- Work item -
Look through the entries below and extract exactly the lines from the one containing "what lets the" through the one containing "fork and exec.", ends included.

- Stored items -
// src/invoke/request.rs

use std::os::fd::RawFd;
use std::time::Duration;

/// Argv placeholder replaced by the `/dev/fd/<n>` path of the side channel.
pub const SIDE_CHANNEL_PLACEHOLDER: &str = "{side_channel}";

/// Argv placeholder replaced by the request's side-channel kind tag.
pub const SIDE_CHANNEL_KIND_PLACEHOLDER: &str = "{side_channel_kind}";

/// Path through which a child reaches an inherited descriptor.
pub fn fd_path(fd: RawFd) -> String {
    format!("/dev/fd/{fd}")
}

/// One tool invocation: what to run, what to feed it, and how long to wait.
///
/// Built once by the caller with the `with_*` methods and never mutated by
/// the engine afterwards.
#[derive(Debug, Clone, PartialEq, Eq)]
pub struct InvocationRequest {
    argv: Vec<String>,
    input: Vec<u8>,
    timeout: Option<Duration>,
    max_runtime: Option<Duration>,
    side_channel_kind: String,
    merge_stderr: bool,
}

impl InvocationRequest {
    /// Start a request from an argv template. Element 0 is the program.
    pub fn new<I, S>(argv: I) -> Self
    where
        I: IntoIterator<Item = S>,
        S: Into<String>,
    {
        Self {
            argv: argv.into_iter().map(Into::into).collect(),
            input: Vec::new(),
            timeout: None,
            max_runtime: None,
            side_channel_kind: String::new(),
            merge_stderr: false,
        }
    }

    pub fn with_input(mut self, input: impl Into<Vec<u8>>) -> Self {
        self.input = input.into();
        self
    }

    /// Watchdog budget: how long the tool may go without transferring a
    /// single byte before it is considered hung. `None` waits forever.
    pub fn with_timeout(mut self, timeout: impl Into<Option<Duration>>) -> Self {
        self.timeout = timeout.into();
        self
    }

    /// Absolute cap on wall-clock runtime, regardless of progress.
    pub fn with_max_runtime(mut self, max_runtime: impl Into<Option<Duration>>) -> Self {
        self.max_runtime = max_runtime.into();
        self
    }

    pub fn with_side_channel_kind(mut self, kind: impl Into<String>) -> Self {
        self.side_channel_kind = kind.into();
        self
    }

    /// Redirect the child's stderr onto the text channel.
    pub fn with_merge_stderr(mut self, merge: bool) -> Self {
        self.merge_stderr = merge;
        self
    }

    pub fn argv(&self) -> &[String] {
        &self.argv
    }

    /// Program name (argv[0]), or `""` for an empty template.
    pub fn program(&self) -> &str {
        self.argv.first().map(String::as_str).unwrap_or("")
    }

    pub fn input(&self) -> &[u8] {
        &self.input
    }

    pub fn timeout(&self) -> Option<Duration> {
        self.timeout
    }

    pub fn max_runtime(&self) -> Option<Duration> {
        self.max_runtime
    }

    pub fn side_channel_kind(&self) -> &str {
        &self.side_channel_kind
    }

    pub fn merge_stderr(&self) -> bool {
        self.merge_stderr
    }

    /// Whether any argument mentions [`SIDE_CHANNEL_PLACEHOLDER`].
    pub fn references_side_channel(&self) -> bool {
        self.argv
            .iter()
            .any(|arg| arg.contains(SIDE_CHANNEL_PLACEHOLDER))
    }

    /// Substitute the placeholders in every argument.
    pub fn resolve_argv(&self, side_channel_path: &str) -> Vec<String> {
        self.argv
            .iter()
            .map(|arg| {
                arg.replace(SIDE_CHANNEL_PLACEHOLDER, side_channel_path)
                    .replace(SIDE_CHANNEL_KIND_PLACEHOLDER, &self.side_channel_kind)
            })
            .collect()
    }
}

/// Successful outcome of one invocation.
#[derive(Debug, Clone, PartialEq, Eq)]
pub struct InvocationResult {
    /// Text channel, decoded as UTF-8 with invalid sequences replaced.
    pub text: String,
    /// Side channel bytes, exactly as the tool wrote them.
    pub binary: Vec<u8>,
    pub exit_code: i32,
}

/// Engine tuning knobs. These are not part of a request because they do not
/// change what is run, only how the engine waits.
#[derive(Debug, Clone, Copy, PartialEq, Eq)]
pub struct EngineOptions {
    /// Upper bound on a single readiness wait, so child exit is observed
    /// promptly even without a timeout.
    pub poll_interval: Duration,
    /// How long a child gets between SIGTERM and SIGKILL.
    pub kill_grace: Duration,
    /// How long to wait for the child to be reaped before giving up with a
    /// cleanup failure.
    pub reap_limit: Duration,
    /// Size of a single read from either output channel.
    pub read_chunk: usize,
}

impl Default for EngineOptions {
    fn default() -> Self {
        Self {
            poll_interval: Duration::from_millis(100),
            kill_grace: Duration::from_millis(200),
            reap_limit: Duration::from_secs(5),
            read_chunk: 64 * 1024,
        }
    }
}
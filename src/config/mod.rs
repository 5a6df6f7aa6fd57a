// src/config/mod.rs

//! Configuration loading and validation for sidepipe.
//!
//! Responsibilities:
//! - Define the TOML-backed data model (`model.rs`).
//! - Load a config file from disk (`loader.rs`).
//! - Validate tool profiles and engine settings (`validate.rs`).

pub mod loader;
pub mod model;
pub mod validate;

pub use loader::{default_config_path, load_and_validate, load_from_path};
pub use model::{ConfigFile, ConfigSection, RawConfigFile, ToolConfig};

...

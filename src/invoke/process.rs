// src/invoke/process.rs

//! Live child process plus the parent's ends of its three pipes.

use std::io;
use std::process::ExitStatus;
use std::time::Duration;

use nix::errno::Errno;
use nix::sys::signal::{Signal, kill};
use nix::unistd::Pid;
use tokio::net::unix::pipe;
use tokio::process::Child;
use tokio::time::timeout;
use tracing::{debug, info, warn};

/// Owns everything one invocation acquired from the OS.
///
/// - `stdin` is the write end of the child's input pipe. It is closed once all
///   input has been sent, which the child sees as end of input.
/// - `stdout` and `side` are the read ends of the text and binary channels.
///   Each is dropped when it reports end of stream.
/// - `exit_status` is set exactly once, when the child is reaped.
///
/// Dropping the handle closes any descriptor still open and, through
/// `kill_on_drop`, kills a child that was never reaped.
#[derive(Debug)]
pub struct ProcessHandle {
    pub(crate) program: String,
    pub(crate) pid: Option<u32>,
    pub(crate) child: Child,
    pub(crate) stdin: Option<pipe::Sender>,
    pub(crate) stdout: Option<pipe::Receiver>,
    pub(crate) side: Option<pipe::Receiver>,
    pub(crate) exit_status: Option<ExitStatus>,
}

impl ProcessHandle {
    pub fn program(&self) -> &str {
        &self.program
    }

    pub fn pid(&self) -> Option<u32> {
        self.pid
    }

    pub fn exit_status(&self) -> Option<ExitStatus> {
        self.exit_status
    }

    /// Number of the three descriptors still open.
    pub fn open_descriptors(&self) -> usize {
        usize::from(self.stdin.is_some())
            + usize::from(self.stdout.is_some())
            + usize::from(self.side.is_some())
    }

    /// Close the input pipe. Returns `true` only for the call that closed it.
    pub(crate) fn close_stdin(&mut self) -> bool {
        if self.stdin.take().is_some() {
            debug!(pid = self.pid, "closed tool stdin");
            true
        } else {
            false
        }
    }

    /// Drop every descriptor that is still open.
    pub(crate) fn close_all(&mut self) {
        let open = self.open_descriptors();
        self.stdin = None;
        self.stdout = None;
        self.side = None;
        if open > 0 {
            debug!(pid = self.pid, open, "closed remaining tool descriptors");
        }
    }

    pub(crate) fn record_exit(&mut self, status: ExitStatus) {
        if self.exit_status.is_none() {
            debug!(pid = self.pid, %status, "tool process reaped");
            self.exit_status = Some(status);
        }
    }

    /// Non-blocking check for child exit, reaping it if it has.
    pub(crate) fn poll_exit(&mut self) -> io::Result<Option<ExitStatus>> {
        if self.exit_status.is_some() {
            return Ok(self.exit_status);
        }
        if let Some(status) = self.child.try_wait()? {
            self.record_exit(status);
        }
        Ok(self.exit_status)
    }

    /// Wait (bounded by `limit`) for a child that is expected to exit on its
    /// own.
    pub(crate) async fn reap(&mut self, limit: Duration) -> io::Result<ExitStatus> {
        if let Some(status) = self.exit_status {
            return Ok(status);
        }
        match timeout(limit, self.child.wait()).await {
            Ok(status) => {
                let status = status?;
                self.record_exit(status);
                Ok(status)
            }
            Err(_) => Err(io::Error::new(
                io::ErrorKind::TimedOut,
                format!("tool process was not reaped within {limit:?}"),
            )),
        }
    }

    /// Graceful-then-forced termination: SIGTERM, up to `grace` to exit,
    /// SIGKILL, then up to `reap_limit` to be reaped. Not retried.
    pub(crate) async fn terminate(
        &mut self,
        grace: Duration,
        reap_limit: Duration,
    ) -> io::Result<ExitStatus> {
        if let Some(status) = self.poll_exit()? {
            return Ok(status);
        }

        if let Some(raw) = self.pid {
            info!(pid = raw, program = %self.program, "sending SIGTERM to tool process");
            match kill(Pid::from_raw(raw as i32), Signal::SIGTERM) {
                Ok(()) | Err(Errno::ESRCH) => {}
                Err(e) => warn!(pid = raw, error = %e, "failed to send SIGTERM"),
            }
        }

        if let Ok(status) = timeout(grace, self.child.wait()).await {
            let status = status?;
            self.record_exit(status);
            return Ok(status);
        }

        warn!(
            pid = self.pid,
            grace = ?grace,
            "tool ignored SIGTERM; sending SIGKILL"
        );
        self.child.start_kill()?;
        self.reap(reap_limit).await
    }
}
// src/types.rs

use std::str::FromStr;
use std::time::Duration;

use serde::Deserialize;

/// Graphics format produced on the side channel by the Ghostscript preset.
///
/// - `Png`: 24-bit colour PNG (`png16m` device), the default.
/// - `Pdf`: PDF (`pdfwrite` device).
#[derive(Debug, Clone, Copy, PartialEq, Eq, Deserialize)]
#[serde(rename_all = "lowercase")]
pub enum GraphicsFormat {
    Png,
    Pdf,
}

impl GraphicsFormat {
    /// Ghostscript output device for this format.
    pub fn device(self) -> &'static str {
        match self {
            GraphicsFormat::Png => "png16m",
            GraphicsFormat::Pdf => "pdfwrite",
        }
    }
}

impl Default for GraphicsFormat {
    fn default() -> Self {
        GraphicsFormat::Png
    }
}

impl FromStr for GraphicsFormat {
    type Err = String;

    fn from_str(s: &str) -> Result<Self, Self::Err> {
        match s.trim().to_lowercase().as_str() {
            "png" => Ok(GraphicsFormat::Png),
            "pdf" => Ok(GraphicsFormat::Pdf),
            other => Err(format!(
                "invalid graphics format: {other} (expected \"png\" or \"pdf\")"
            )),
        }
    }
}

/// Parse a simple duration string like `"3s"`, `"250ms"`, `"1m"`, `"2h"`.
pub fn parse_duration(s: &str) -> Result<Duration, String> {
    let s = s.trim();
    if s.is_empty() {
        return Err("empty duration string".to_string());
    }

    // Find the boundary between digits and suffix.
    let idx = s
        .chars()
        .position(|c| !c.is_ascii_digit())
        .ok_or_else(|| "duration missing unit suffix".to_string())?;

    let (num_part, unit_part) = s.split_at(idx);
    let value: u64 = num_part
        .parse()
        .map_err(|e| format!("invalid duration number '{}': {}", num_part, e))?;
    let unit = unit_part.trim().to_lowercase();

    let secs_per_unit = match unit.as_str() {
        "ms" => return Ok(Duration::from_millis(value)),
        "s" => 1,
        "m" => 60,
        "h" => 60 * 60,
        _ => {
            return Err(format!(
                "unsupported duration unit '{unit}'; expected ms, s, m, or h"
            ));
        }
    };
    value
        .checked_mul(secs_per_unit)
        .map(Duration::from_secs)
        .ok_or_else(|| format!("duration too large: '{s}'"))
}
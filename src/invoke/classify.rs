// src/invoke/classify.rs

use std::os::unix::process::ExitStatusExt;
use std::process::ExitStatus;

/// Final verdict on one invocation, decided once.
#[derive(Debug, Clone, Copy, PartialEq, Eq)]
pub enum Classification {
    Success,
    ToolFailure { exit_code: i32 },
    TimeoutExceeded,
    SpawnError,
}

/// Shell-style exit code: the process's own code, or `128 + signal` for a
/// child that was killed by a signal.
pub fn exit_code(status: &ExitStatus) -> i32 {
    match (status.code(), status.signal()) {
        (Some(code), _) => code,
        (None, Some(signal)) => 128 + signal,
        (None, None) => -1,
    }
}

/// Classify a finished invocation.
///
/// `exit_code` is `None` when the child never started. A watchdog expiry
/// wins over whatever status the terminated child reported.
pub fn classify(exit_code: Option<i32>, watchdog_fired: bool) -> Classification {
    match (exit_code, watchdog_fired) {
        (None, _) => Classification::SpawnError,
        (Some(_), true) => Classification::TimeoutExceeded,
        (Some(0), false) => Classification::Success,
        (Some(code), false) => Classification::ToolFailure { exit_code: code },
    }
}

* * *

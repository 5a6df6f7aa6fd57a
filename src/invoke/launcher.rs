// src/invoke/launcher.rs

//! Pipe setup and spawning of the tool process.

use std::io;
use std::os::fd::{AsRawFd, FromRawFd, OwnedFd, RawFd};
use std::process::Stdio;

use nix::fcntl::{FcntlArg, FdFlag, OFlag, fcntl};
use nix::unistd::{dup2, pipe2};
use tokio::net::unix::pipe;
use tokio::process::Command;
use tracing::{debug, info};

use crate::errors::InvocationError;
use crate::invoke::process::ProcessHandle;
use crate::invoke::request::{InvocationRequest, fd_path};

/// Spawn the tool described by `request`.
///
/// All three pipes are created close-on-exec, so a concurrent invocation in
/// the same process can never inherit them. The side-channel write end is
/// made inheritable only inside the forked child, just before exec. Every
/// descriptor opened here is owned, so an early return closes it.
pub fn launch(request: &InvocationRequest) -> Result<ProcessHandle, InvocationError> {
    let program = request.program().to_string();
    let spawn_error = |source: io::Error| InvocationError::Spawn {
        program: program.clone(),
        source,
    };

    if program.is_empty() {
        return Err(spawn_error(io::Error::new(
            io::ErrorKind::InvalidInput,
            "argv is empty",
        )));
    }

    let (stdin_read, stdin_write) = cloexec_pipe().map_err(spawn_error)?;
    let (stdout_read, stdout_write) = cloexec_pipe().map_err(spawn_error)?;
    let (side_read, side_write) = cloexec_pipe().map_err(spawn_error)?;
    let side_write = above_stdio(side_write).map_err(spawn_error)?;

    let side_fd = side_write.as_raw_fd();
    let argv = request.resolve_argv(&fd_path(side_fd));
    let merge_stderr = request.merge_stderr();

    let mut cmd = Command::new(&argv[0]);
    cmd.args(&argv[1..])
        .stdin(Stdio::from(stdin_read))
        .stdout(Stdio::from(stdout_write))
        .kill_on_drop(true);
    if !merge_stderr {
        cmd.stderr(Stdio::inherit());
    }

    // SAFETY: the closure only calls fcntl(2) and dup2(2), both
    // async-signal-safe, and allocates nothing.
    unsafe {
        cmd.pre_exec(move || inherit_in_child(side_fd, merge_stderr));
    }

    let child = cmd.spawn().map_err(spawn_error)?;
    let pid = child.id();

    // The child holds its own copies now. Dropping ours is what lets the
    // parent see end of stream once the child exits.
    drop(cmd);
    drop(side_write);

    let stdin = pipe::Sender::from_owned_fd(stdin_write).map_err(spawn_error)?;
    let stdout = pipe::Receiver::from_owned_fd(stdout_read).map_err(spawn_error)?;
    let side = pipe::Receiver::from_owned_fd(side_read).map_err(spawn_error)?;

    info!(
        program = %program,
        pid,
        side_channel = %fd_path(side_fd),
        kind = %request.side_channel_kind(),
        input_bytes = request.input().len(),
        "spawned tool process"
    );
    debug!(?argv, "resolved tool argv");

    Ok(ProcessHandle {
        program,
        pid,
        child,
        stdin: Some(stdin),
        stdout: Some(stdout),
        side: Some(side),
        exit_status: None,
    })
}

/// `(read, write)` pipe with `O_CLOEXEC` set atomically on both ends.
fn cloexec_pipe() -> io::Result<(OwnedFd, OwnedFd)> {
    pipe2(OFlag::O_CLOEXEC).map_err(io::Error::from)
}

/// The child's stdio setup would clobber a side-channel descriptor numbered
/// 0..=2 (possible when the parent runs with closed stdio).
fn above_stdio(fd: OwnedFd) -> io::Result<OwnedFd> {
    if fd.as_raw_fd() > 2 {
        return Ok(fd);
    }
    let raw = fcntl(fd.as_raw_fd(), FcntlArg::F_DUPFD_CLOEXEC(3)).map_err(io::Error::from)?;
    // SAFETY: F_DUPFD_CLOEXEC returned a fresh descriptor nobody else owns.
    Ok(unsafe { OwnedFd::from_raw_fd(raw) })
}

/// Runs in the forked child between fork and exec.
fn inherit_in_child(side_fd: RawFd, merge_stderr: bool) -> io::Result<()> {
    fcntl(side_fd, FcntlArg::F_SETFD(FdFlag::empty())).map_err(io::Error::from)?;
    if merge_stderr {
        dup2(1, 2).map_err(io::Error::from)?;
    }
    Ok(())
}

- Written response -
    // The child holds its own copies now. Dropping ours is what lets the
    // parent see end of stream once the child exits.
    drop(cmd);
    drop(side_write);

    let stdin = pipe::Sender::from_owned_fd(stdin_write).map_err(spawn_error)?;
    let stdout = pipe::Receiver::from_owned_fd(stdout_read).map_err(spawn_error)?;
    let side = pipe::Receiver::from_owned_fd(side_read).map_err(spawn_error)?;

    info!(
        program = %program,
        pid,
        side_channel = %fd_path(side_fd),
        kind = %request.side_channel_kind(),
        input_bytes = request.input().len(),
        "spawned tool process"
    );
    debug!(?argv, "resolved tool argv");

    Ok(ProcessHandle {
        program,
        pid,
        child,
        stdin: Some(stdin),
        stdout: Some(stdout),
        side: Some(side),
        exit_status: None,
    })
}

/// `(read, write)` pipe with `O_CLOEXEC` set atomically on both ends.
fn cloexec_pipe() -> io::Result<(OwnedFd, OwnedFd)> {
    pipe2(OFlag::O_CLOEXEC).map_err(io::Error::from)
}

/// The child's stdio setup would clobber a side-channel descriptor numbered
/// 0..=2 (possible when the parent runs with closed stdio).
fn above_stdio(fd: OwnedFd) -> io::Result<OwnedFd> {
    if fd.as_raw_fd() > 2 {
        return Ok(fd);
    }
    let raw = fcntl(fd.as_raw_fd(), FcntlArg::F_DUPFD_CLOEXEC(3)).map_err(io::Error::from)?;
    // SAFETY: F_DUPFD_CLOEXEC returned a fresh descriptor nobody else owns.
    Ok(unsafe { OwnedFd::from_raw_fd(raw) })
}

/// Runs in the forked child between fork and exec.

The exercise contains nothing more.